O que diz Alexandre Guzinski
"Não tem nada que fale no curso que não seja público. Preparo as pessoas para o mercado lá fora, pessoas que não estão acostumadas a lidar com a área comercial. O comportamento tem uma justificativa que é explicada ao longo do curso. É uma dinâmica. Primeiro, a gente leva as pessoas ao estresse, para ver como reagem frente a um ambiente mais duro, mais difícil e, por vezes, machista. Na prática, o curso é vivencial. Vai preparar as meninas para lidar em um ambiente... Tanto que faço o curso com a minha esposa junto. Então, jamais poderia ter um comportamento desrespeitoso estando diante da minha esposa. É um curso familiar."
"A propaganda não tem nenhum sentido"
ENTREVISTA: José Ruben Bonfim, médico, coordenador da Sociedade Brasileira de Vigilância de Medicamentos
Como você avalia a relação de médicos e indústria farmacêutica?
A relação entre médicos e indústria farmacêutica tem muitos aspectos que no Brasil tem regulação insuficiente, alguns pesquisadores até consideram nula, por parte do poder público. A questão básica é a de que os médicos, qualquer que seja sua atividade (clínica, pesquisa ou outra), não deveriam permitir que houvesse influência de terceiros. Recebem visitas dos propagandistas e esse tipo de contato não tem nenhuma proposta de regulação consistente, incluindo a resolução 96 da Anvisa, de 17/12/2008, e seus acréscimos.

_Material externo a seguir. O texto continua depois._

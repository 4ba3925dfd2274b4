use serde::Deserialize;
use warp::{
    filters::BoxedFilter,
    http::StatusCode,
    reject::Rejection,
    reply::Response,
    Filter,
};

use crate::{
    actions::{
        clear_avatar, fetch_subscriptions, fetch_users, get_user_view, register_user, set_avatar,
        set_password, subscribe, unsubscribe,
    },
    form::Form,
    jwt::SessionData,
    middleware::with_session,
    pagination::PageQuery,
    permissions::ActionType,
    schema::Id,
    validation::{avatar_from_form, NewUser, PasswordChange},
    views::{AvatarView, CreatedUserView},
};

use super::filters::{json_form, json_reply, no_content, with_context, Context};

#[derive(Deserialize, Debug, Default)]
struct SubscriptionQuery {
    page: Option<i64>,
    limit: Option<i64>,
    recipes_limit: Option<i64>,
}

impl SubscriptionQuery {
    fn page(&self) -> PageQuery {
        PageQuery {
            page: self.page,
            limit: self.limit,
        }
    }
}

#[derive(Deserialize, Debug, Default)]
struct UserQuery {
    page: Option<i64>,
    limit: Option<i64>,
    search: Option<String>,
}

impl UserQuery {
    fn page(&self) -> PageQuery {
        PageQuery {
            page: self.page,
            limit: self.limit,
        }
    }
}

#[derive(Deserialize, Debug, Default)]
struct RecipesLimit {
    recipes_limit: Option<i64>,
}

pub fn routes(ctx: Context) -> BoxedFilter<(Response,)> {
    let key = ctx.key.clone();

    let register = warp::path!("users")
        .and(warp::post())
        .and(json_form())
        .and(with_context(ctx.clone()))
        .and_then(register);
    let list = warp::path!("users")
        .and(warp::get())
        .and(with_session(key.clone()))
        .and(warp::query::<UserQuery>())
        .and(with_context(ctx.clone()))
        .and_then(list);
    let me = warp::path!("users" / "me")
        .and(warp::get())
        .and(with_session(key.clone()))
        .and(with_context(ctx.clone()))
        .and_then(me);
    let profile = warp::path!("users" / Id)
        .and(warp::get())
        .and(with_session(key.clone()))
        .and(with_context(ctx.clone()))
        .and_then(profile);
    let change_password = warp::path!("users" / "set_password")
        .and(warp::post())
        .and(with_session(key.clone()))
        .and(json_form())
        .and(with_context(ctx.clone()))
        .and_then(change_password);
    let put_avatar = warp::path!("users" / "me" / "avatar")
        .and(warp::put())
        .and(with_session(key.clone()))
        .and(json_form())
        .and(with_context(ctx.clone()))
        .and_then(put_avatar);
    let delete_avatar = warp::path!("users" / "me" / "avatar")
        .and(warp::delete())
        .and(with_session(key.clone()))
        .and(with_context(ctx.clone()))
        .and_then(delete_avatar);
    let subscriptions = warp::path!("users" / "subscriptions")
        .and(warp::get())
        .and(with_session(key.clone()))
        .and(warp::query::<SubscriptionQuery>())
        .and(with_context(ctx.clone()))
        .and_then(subscriptions);
    let follow = warp::path!("users" / Id / "subscribe")
        .and(warp::post())
        .and(with_session(key.clone()))
        .and(warp::query::<RecipesLimit>())
        .and(with_context(ctx.clone()))
        .and_then(follow);
    let unfollow = warp::path!("users" / Id / "subscribe")
        .and(warp::delete())
        .and(with_session(key))
        .and(with_context(ctx))
        .and_then(unfollow);

    register
        .or(list)
        .unify()
        .or(me)
        .unify()
        .or(profile)
        .unify()
        .or(change_password)
        .unify()
        .or(put_avatar)
        .unify()
        .or(delete_avatar)
        .unify()
        .or(subscriptions)
        .unify()
        .or(follow)
        .unify()
        .or(unfollow)
        .unify()
        .boxed()
}

async fn register(form: Form, ctx: Context) -> Result<Response, Rejection> {
    let new_user = NewUser::from_form(&form)?;
    let user = register_user(new_user, &ctx.pool).await?;

    Ok(json_reply(&CreatedUserView::from(user), StatusCode::CREATED))
}

async fn list(session: SessionData, query: UserQuery, ctx: Context) -> Result<Response, Rejection> {
    let users = fetch_users(
        session.user_id,
        query.search.as_deref(),
        &query.page(),
        &ctx.url("/users/"),
        &ctx.pool,
    )
    .await?;
    Ok(json_reply(&users, StatusCode::OK))
}

async fn me(session: SessionData, ctx: Context) -> Result<Response, Rejection> {
    let user = get_user_view(session.user_id, session.user_id, &ctx.pool).await?;
    Ok(json_reply(&user, StatusCode::OK))
}

async fn profile(id: Id, session: SessionData, ctx: Context) -> Result<Response, Rejection> {
    let user = get_user_view(id, session.user_id, &ctx.pool).await?;
    Ok(json_reply(&user, StatusCode::OK))
}

async fn change_password(
    session: SessionData,
    form: Form,
    ctx: Context,
) -> Result<Response, Rejection> {
    let change = PasswordChange::from_form(&form)?;
    set_password(session.user_id, &change, &ctx.pool).await?;

    Ok(no_content())
}

async fn put_avatar(session: SessionData, form: Form, ctx: Context) -> Result<Response, Rejection> {
    let avatar = avatar_from_form(&form)?;
    set_avatar(session.user_id, &avatar, &ctx.pool).await?;

    Ok(json_reply(
        &AvatarView {
            avatar: Some(avatar),
        },
        StatusCode::OK,
    ))
}

async fn delete_avatar(session: SessionData, ctx: Context) -> Result<Response, Rejection> {
    clear_avatar(session.user_id, &ctx.pool).await?;
    Ok(no_content())
}

async fn subscriptions(
    session: SessionData,
    query: SubscriptionQuery,
    ctx: Context,
) -> Result<Response, Rejection> {
    session.authenticate(ActionType::ManageSubscriptions)?;
    let page = fetch_subscriptions(
        session.user_id,
        &query.page(),
        query.recipes_limit,
        &ctx.url("/users/subscriptions/"),
        &ctx.pool,
    )
    .await?;

    Ok(json_reply(&page, StatusCode::OK))
}

async fn follow(
    id: Id,
    session: SessionData,
    query: RecipesLimit,
    ctx: Context,
) -> Result<Response, Rejection> {
    session.authenticate(ActionType::ManageSubscriptions)?;
    let subscription = subscribe(session.user_id, id, query.recipes_limit, &ctx.pool).await?;

    Ok(json_reply(&subscription, StatusCode::CREATED))
}

async fn unfollow(id: Id, session: SessionData, ctx: Context) -> Result<Response, Rejection> {
    session.authenticate(ActionType::ManageSubscriptions)?;
    unsubscribe(session.user_id, id, &ctx.pool).await?;

    Ok(no_content())
}
use serde::{Deserialize, Serialize};

use crate::constants::{DEFAULT_PAGE_SIZE, MAX_PAGE_SIZE};

#[derive(Deserialize, Debug, Default, Clone, Copy, PartialEq, Eq)]
pub struct PageQuery {
    pub page: Option<i64>,
    pub limit: Option<i64>,
}

impl PageQuery {
    pub fn limit(&self) -> i64 {
        self.limit
            .filter(|limit| *limit > 0)
            .unwrap_or(DEFAULT_PAGE_SIZE)
            .min(MAX_PAGE_SIZE)
    }

    pub fn page(&self) -> i64 {
        self.page.filter(|page| *page > 0).unwrap_or(1)
    }

    pub fn offset(&self) -> i64 {
        (self.page() - 1) * self.limit()
    }
}

#[derive(Serialize, Deserialize, Debug)]
pub struct PageContext<T> {
    pub count: i64,
    pub next: Option<String>,
    pub previous: Option<String>,
    pub results: Vec<T>,
}

impl<T> PageContext<T> {
    /// `base_url` is the absolute URL of the listing without a query string.
    pub fn from_rows(rows: Vec<T>, total_rows: i64, query: &PageQuery, base_url: &str) -> Self {
        let page = query.page();
        let limit = query.limit();

        let link = |page: i64| format!("{base_url}?page={page}&limit={limit}");
        let next = (page * limit < total_rows).then(|| link(page + 1));
        let previous = (page > 1).then(|| link(page - 1));

        Self {
            count: total_rows,
            next,
            previous,
            results: rows,
        }
    }
}

#[cfg(test)]
mod tests {
    use super::*;

    #[test]
    fn limit_defaults_and_clamps() {
        assert_eq!(PageQuery::default().limit(), DEFAULT_PAGE_SIZE);
        let query = PageQuery {
            page: Some(0),
            limit: Some(10_000),
        };
        assert_eq!(query.limit(), MAX_PAGE_SIZE);
        assert_eq!(query.page(), 1);
        assert_eq!(query.offset(), 0);
    }

    #[test]
    fn links_point_to_neighbouring_pages() {
        let query = PageQuery {
            page: Some(2),
            limit: Some(3),
        };
        let page = PageContext::from_rows(vec![4, 5, 6], 10, &query, "http://host/recipes/");

        assert_eq!(query.offset(), 3);
        assert_eq!(page.count, 10);
        assert_eq!(
            page.next.as_deref(),
            Some("http://host/recipes/?page=3&limit=3")
        );
        assert_eq!(
            page.previous.as_deref(),
            Some("http://host/recipes/?page=1&limit=3")
        );
    }

    #[test]
    fn last_page_has_no_next() {
        let query = PageQuery {
            page: Some(4),
            limit: Some(3),
        };
        let page = PageContext::from_rows(vec![10], 10, &query, "/users/");
        assert!(page.next.is_none());
        assert!(page.previous.is_some());
    }
}
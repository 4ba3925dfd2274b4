mod database {
    pub mod actions;
    pub mod diff;
    pub mod error;
    pub mod filter;
    pub mod form;
    pub mod pagination;
    pub mod schema;
    pub mod search;
    pub mod shopping_list;
    pub mod validation;
    pub mod views;
}
mod authentication {
    pub mod cryptography;
    pub mod jwt;
    pub mod middleware;
    pub mod permissions;
}
mod routes {
    pub mod filters;
    pub mod recipes;
    pub mod references;
    pub mod rejection;
    pub mod users;
}
mod config;
mod constants;
mod shortlink;

pub use authentication::*;
pub use config::*;
pub use constants::*;
pub use database::*;
pub use routes::*;
pub use shortlink::*;
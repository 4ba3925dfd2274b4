use chrono::Local;
use sqlx::{Pool, Postgres};

use crate::{
    error::{Error, HtmlError, QueryError},
    schema::{Id, RelationKind},
    shopping_list::{CartLine, ShoppingList},
};

use super::users::get_user_by_id;

/// Every ingredient line of every recipe in the user's cart, unsummed.
pub async fn list_cart_lines(user_id: Id, pool: &Pool<Postgres>) -> Result<Vec<CartLine>, Error> {
    let rows: Vec<(String, String, i32)> = sqlx::query_as(
        "
        SELECT i.name, i.measurement_unit, ri.amount
        FROM user_recipe_relations rel
        INNER JOIN recipe_ingredients ri ON ri.recipe_id = rel.recipe_id
        INNER JOIN ingredients i ON i.id = ri.ingredient_id
        WHERE rel.user_id = $1 AND rel.kind = $2
    ",
    )
    .bind(user_id)
    .bind(RelationKind::ShoppingCart)
    .fetch_all(pool)
    .await
    .map_err(QueryError::from)?;

    Ok(rows
        .into_iter()
        .map(|(name, measurement_unit, amount)| CartLine {
            name,
            measurement_unit,
            amount,
        })
        .collect())
}

/// Today's shopping list for the user, dated in server local time.
pub async fn build_shopping_list(
    user_id: Id,
    pool: &Pool<Postgres>,
) -> Result<ShoppingList, Error> {
    let user = get_user_by_id(pool, user_id)
        .await?
        .ok_or_else(|| HtmlError::Unauthorized.new("User not found."))?;
    let lines = list_cart_lines(user_id, pool).await?;

    Ok(ShoppingList::new(
        &user.username,
        Local::now().date_naive(),
        lines,
    ))
}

Qual o papel do propagandista?
A função de um propagandista de produtos farmacêuticos é persuadir, usando até técnicas psicológicas, e outras habilidades de comunicação, com relação à qualidade superior dos produtos da empresa em que trabalha, diante de seus concorrentes. Ele não transmite, a rigor, nenhuma informação científica comparada, frequentemente disponível em bases de dados fidedignas, muitas delas de acesso gratuito, que um médico tem de saber consultar e examinar para fazer escolhas terapêuticas. Não precisa receber nenhuma visita de propagandista que vai envolvê-lo com mimos, como amostras gratuitas e toda sorte de brindes. Alguém pode achar que é exagero de minha parte, mas acho que a função de propagandista é inútil porque, mesmo que se considere que, na sociedade capitalista global, um produto farmacêutico seja considerado mercadoria, e produzido como tal, a sua aplicação não se relaciona com a de uma transação comercial. É, em verdade, uma questão bioética. Um produto farmacêutico não é uma mercadoria, como um eletrodoméstico.
Existe caminho alternativo?
Não deveria existir nenhuma espécie de persuasão, de modo que os médicos pudessem se autodenominar "sem marca". As estratégias de envolvimento dos médicos pela indústria farmacêutica confirmam que as relações duplicam a possibilidade de desempenho inadequado com a prescrição comparada com profissionais que não têm esses vínculos. A propaganda de produtos farmacêuticos não tem nenhum sentido.